DATA FOR REVIEW Block Start

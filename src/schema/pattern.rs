//! Seed patterns and the built-in pattern library.

use std::fmt;

use serde::{Deserialize, Serialize};

use crate::compute::Grid;
use crate::error::{Error, Result};

/// Expected long-term behavior of a catalogued pattern.
#[derive(Debug, Clone, Copy, PartialEq, Eq, Hash, Serialize, Deserialize)]
#[serde(rename_all = "kebab-case")]
pub enum PatternCategory {
    StillLife,
    Oscillator,
    Spaceship,
    Gun,
    Methuselah,
}

impl fmt::Display for PatternCategory {
    fn fmt(&self, f: &mut fmt::Formatter<'_>) -> fmt::Result {
        f.write_str(match self {
            PatternCategory::StillLife => "still life",
            PatternCategory::Oscillator => "oscillator",
            PatternCategory::Spaceship => "spaceship",
            PatternCategory::Gun => "gun",
            PatternCategory::Methuselah => "methuselah",
        })
    }
}

/// Serialized form of a pattern.
#[derive(Debug, Clone, PartialEq, Eq, Serialize, Deserialize)]
pub struct PatternDescriptor {
    pub name: String,
    #[serde(default)]
    pub description: String,
    #[serde(default)]
    pub category: Option<PatternCategory>,
    pub width: u32,
    pub height: u32,
    /// Live-cell offsets from the top-left corner.
    pub cells: Vec<(u32, u32)>,
}

/// Immutable named seed: a set of live cells inside a `width x height` box.
///
/// Cells are unique and kept in row-major order.
#[derive(Debug, Clone, PartialEq, Eq, Serialize, Deserialize)]
#[serde(try_from = "PatternDescriptor", into = "PatternDescriptor")]
pub struct Pattern {
    name: String,
    description: String,
    category: Option<PatternCategory>,
    width: u32,
    height: u32,
    cells: Vec<(u32, u32)>,
}

impl Pattern {
    /// Build a pattern, rejecting empty boxes and cells outside the box.
    pub fn new(
        name: impl Into<String>,
        description: impl Into<String>,
        width: u32,
        height: u32,
        cells: impl IntoIterator<Item = (u32, u32)>,
    ) -> Result<Self> {
        let name = name.into();
        if width == 0 || height == 0 {
            return Err(Error::InvalidPattern(format!(
                "'{}' has an empty {}x{} footprint",
                name, width, height
            )));
        }

        let cells = canonical_cells(cells);
        if let Some(&(x, y)) = cells.iter().find(|&&(x, y)| x >= width || y >= height) {
            return Err(Error::InvalidPattern(format!(
                "'{}' cell ({}, {}) lies outside its {}x{} footprint",
                name, x, y, width, height
            )));
        }

        Ok(Self {
            name,
            description: description.into(),
            category: None,
            width,
            height,
            cells,
        })
    }

    /// Parse plaintext rows: `O` or `*` live, `.` dead, lines starting with `!` ignored.
    ///
    /// The footprint is the longest row by the number of rows.
    pub fn from_plaintext(name: impl Into<String>, text: &str) -> Result<Self> {
        let name = name.into();
        let mut description = Vec::new();
        let mut cells = Vec::new();
        let mut width = 0u32;
        let mut height = 0u32;

        for line in text.lines() {
            if let Some(comment) = line.strip_prefix('!') {
                let comment = comment.trim();
                if !comment.is_empty() && !comment.starts_with("Name:") {
                    description.push(comment.to_string());
                }
                continue;
            }

            let row = line.trim_end();
            for (x, c) in row.chars().enumerate() {
                match c {
                    'O' | 'o' | '*' => cells.push((x as u32, height)),
                    '.' => {}
                    other => {
                        return Err(Error::InvalidPattern(format!(
                            "'{}' has unexpected character '{}' on row {}",
                            name, other, height
                        )));
                    }
                }
            }
            width = width.max(row.chars().count() as u32);
            height += 1;
        }

        Self::new(name, description.join(" "), width, height, cells)
    }

    /// Attach an expected category.
    pub fn with_category(mut self, category: PatternCategory) -> Self {
        self.category = Some(category);
        self
    }

    pub fn name(&self) -> &str {
        &self.name
    }

    pub fn description(&self) -> &str {
        &self.description
    }

    pub fn category(&self) -> Option<PatternCategory> {
        self.category
    }

    pub fn width(&self) -> u32 {
        self.width
    }

    pub fn height(&self) -> u32 {
        self.height
    }

    /// Live cells, unique, in row-major order.
    pub fn cells(&self) -> &[(u32, u32)] {
        &self.cells
    }

    pub fn population(&self) -> usize {
        self.cells.len()
    }

    /// Offset that centers the footprint in `grid`.
    pub fn centered_offset(&self, grid: &Grid) -> Result<(u32, u32)> {
        let (gw, gh) = grid.dimensions();
        if self.width > gw || self.height > gh {
            return Err(Error::PatternOutOfBounds {
                pattern: self.name.clone(),
                x: 0,
                y: 0,
                width: self.width,
                height: self.height,
                grid_width: gw,
                grid_height: gh,
            });
        }
        Ok(((gw - self.width) / 2, (gh - self.height) / 2))
    }

    /// Plaintext rendering of the footprint.
    pub fn to_plaintext(&self) -> String {
        let mut rows = vec![vec!['.'; self.width as usize]; self.height as usize];
        for &(x, y) in &self.cells {
            rows[y as usize][x as usize] = 'O';
        }
        rows.into_iter()
            .map(|row| row.into_iter().collect::<String>() + "\n")
            .collect()
    }
}

/// Deduplicate and sort cells row-major.
fn canonical_cells(cells: impl IntoIterator<Item = (u32, u32)>) -> Vec<(u32, u32)> {
    let mut cells: Vec<(u32, u32)> = cells.into_iter().collect();
    cells.sort_unstable_by_key(|&(x, y)| (y, x));
    cells.dedup();
    cells
}

impl TryFrom<PatternDescriptor> for Pattern {
    type Error = Error;

    fn try_from(d: PatternDescriptor) -> Result<Self> {
        let pattern = Self::new(d.name, d.description, d.width, d.height, d.cells)?;
        Ok(Self {
            category: d.category,
            ..pattern
        })
    }
}

impl From<Pattern> for PatternDescriptor {
    fn from(p: Pattern) -> Self {
        Self {
            name: p.name,
            description: p.description,
            category: p.category,
            width: p.width,
            height: p.height,
            cells: p.cells,
        }
    }
}

/// Immutable catalog of named patterns, in insertion order.
#[derive(Debug, Clone)]
pub struct PatternLibrary {
    patterns: Vec<Pattern>,
}

impl Default for PatternLibrary {
    fn default() -> Self {
        Self::standard()
    }
}

impl PatternLibrary {
    /// Catalog from explicit patterns. Names must be unique.
    pub fn from_patterns(patterns: Vec<Pattern>) -> Result<Self> {
        for (i, p) in patterns.iter().enumerate() {
            if patterns[..i].iter().any(|q| q.name == p.name) {
                return Err(Error::InvalidPattern(format!(
                    "duplicate pattern name '{}'",
                    p.name
                )));
            }
        }
        Ok(Self { patterns })
    }

    /// The built-in catalog.
    pub fn standard() -> Self {
        use PatternCategory::*;

        let patterns = vec![
            // Still lifes
            builtin(
                "block",
                "The most common still life",
                StillLife,
                (2, 2),
                &[(0, 0), (1, 0), (0, 1), (1, 1)],
            ),
            builtin(
                "beehive",
                "Six-cell still life",
                StillLife,
                (4, 3),
                &[(1, 0), (2, 0), (0, 1), (3, 1), (1, 2), (2, 2)],
            ),
            builtin(
                "loaf",
                "Seven-cell still life",
                StillLife,
                (4, 4),
                &[(1, 0), (2, 0), (0, 1), (3, 1), (1, 2), (3, 2), (2, 3)],
            ),
            builtin(
                "boat",
                "Five-cell still life",
                StillLife,
                (3, 3),
                &[(0, 0), (1, 0), (0, 1), (2, 1), (1, 2)],
            ),
            builtin(
                "tub",
                "Four-cell still life",
                StillLife,
                (3, 3),
                &[(1, 0), (0, 1), (2, 1), (1, 2)],
            ),
            // Oscillators
            builtin(
                "blinker",
                "The smallest oscillator, period 2",
                Oscillator,
                (3, 3),
                &[(1, 0), (1, 1), (1, 2)],
            ),
            builtin(
                "toad",
                "Period 2 oscillator",
                Oscillator,
                (4, 2),
                &[(1, 0), (2, 0), (3, 0), (0, 1), (1, 1), (2, 1)],
            ),
            builtin(
                "beacon",
                "Period 2 oscillator made of two diagonal blocks",
                Oscillator,
                (4, 4),
                &[(0, 0), (1, 0), (0, 1), (3, 2), (2, 3), (3, 3)],
            ),
            builtin(
                "pulsar",
                "Period 3 oscillator",
                Oscillator,
                (13, 13),
                &[
                    (2, 0), (3, 0), (4, 0), (8, 0), (9, 0), (10, 0),
                    (0, 2), (5, 2), (7, 2), (12, 2),
                    (0, 3), (5, 3), (7, 3), (12, 3),
                    (0, 4), (5, 4), (7, 4), (12, 4),
                    (2, 5), (3, 5), (4, 5), (8, 5), (9, 5), (10, 5),
                    (2, 7), (3, 7), (4, 7), (8, 7), (9, 7), (10, 7),
                    (0, 8), (5, 8), (7, 8), (12, 8),
                    (0, 9), (5, 9), (7, 9), (12, 9),
                    (0, 10), (5, 10), (7, 10), (12, 10),
                    (2, 12), (3, 12), (4, 12), (8, 12), (9, 12), (10, 12),
                ],
            ),
            // Spaceships
            builtin(
                "glider",
                "The smallest spaceship, moves diagonally at c/4",
                Spaceship,
                (3, 3),
                &[(1, 0), (2, 1), (0, 2), (1, 2), (2, 2)],
            ),
            builtin(
                "lwss",
                "Lightweight spaceship, moves orthogonally at c/2",
                Spaceship,
                (5, 4),
                &[
                    (1, 0), (4, 0),
                    (0, 1),
                    (0, 2), (4, 2),
                    (0, 3), (1, 3), (2, 3), (3, 3),
                ],
            ),
            // Guns
            builtin(
                "glider_gun",
                "Gosper's glider gun, emits a glider every 30 generations",
                Gun,
                (36, 9),
                &[
                    (24, 0),
                    (22, 1), (24, 1),
                    (12, 2), (13, 2), (20, 2), (21, 2), (34, 2), (35, 2),
                    (11, 3), (15, 3), (20, 3), (21, 3), (34, 3), (35, 3),
                    (0, 4), (1, 4), (10, 4), (16, 4), (20, 4), (21, 4),
                    (0, 5), (1, 5), (10, 5), (14, 5), (16, 5), (17, 5), (22, 5), (24, 5),
                    (10, 6), (16, 6), (24, 6),
                    (11, 7), (15, 7),
                    (12, 8), (13, 8),
                ],
            ),
            // Methuselahs
            builtin(
                "r-pentomino",
                "Methuselah that settles after 1103 generations",
                Methuselah,
                (3, 3),
                &[(1, 0), (2, 0), (0, 1), (1, 1), (1, 2)],
            ),
            builtin(
                "diehard",
                "Methuselah that vanishes after 130 generations",
                Methuselah,
                (8, 3),
                &[(6, 0), (0, 1), (1, 1), (1, 2), (5, 2), (6, 2), (7, 2)],
            ),
            builtin(
                "acorn",
                "Methuselah that settles after 5206 generations",
                Methuselah,
                (7, 3),
                &[(1, 0), (3, 1), (0, 2), (1, 2), (4, 2), (5, 2), (6, 2)],
            ),
        ];

        Self { patterns }
    }

    /// All patterns in insertion order.
    pub fn get_all_patterns(&self) -> &[Pattern] {
        &self.patterns
    }

    pub fn iter(&self) -> impl Iterator<Item = &Pattern> {
        self.patterns.iter()
    }

    /// Case-sensitive exact lookup by canonical name.
    pub fn get_by_name(&self, name: &str) -> Result<&Pattern> {
        self.patterns
            .iter()
            .find(|p| p.name == name)
            .ok_or_else(|| Error::NotFound {
                name: name.to_string(),
            })
    }

    pub fn names(&self) -> Vec<&str> {
        self.patterns.iter().map(|p| p.name.as_str()).collect()
    }

    pub fn by_category(&self, category: PatternCategory) -> impl Iterator<Item = &Pattern> {
        self.patterns
            .iter()
            .filter(move |p| p.category == Some(category))
    }

    pub fn len(&self) -> usize {
        self.patterns.len()
    }

    pub fn is_empty(&self) -> bool {
        self.patterns.is_empty()
    }
}

/// Built-in patterns are trusted constants and skip validation.
fn builtin(
    name: &str,
    description: &str,
    category: PatternCategory,
    (width, height): (u32, u32),
    cells: &[(u32, u32)],
) -> Pattern {
    Pattern {
        name: name.to_string(),
        description: description.to_string(),
        category: Some(category),
        width,
        height,
        cells: canonical_cells(cells.iter().copied()),
    }
}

DATA FOR REVIEW Block End

* [GOAL OF THE EXERCISE]: Search the entries for the word "comment", then copy every line in which it is found.

* [OUTPUT BELOW]:
            if let Some(comment) = line.strip_prefix('!') {
                let comment = comment.trim();
                if !comment.is_empty() && !comment.starts_with("Name:") {
                    description.push(comment.to_string());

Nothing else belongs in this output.